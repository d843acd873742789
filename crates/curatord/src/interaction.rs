//! Styled terminal replies.

use std::io::Write;

use console::style;

use super::*;

/// Prefix for information messages
pub static INFO_PREFIX: &str = "ℹ ";
/// Prefix for success messages
pub static SUCCESS_PREFIX: &str = "✓ ";
/// Prefix for warning messages
pub static WARNING_PREFIX: &str = "⚠️ ";
/// Prefix for error messages
pub static ERROR_PREFIX: &str = "✗ ";
/// Prefix for the lines of a listing
pub static ITEM_PREFIX: &str = "├─";
/// Prefix for the last line of a listing
pub static LAST_ITEM_PREFIX: &str = "└─";

/// Something to tell the user.
#[derive(Debug)]
pub enum ResponseContent<'a> {
  /// A finished step
  Success(&'a str),
  /// Neutral information
  Info(&'a str),
  /// Something the user should look at
  Warning(&'a str),
  /// A failure that ends the command
  Error(&'a CuratordError),
  /// A titled list of `(label, value)` pairs
  Listing(&'a str, &'a [(String, String)]),
}

/// Where replies go.
pub trait UserInteraction {
  /// Shows one reply.
  fn reply(&self, content: ResponseContent) -> Result<()>;
}

/// Replies on standard output, errors on standard error.
pub struct Terminal;

impl UserInteraction for Terminal {
  fn reply(&self, content: ResponseContent) -> Result<()> {
    let mut out = std::io::stdout().lock();
    match content {
      ResponseContent::Success(message) => {
        writeln!(out, "{} {}", style(SUCCESS_PREFIX).green(), style(message).green())?
      },
      ResponseContent::Info(message) => writeln!(out, "{} {message}", style(INFO_PREFIX).blue())?,
      ResponseContent::Warning(message) => {
        writeln!(out, "{} {}", style(WARNING_PREFIX).yellow(), style(message).yellow())?
      },
      ResponseContent::Error(error) => {
        eprintln!("{} {}", style(ERROR_PREFIX).red(), style(error).red())
      },
      ResponseContent::Listing(title, items) => {
        writeln!(out, "{} {}", style(INFO_PREFIX).blue(), style(title).bold())?;
        for (idx, (label, value)) in items.iter().enumerate() {
          let prefix = if idx + 1 == items.len() { LAST_ITEM_PREFIX } else { ITEM_PREFIX };
          writeln!(out, "   {} {}: {}", style(prefix).dim(), style(label).dim(), value)?;
        }
      },
    }
    Ok(())
  }
}
//! Error types for the curator command line.

use thiserror::Error;

use super::*;

/// Error type alias used by the `curator` binary.
pub type Result<T> = core::result::Result<T, CuratordError>;

/// Errors surfaced by the command line.
#[derive(Error, Debug)]
pub enum CuratordError {
  /// An error raised by the library.
  #[error(transparent)]
  Curator(#[from] CuratorError),

  /// Writing to the terminal failed.
  #[error(transparent)]
  Io(#[from] std::io::Error),
}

== == ==

• _Task to complete_: All lines above that contain the word "static" are to be copied.

• _Exercise answer_:
pub static INFO_PREFIX: &str = "ℹ ";
pub static SUCCESS_PREFIX: &str = "✓ ";
pub static WARNING_PREFIX: &str = "⚠️ ";
pub static ERROR_PREFIX: &str = "✗ ";
pub static ITEM_PREFIX: &str = "├─";
pub static LAST_ITEM_PREFIX: &str = "└─";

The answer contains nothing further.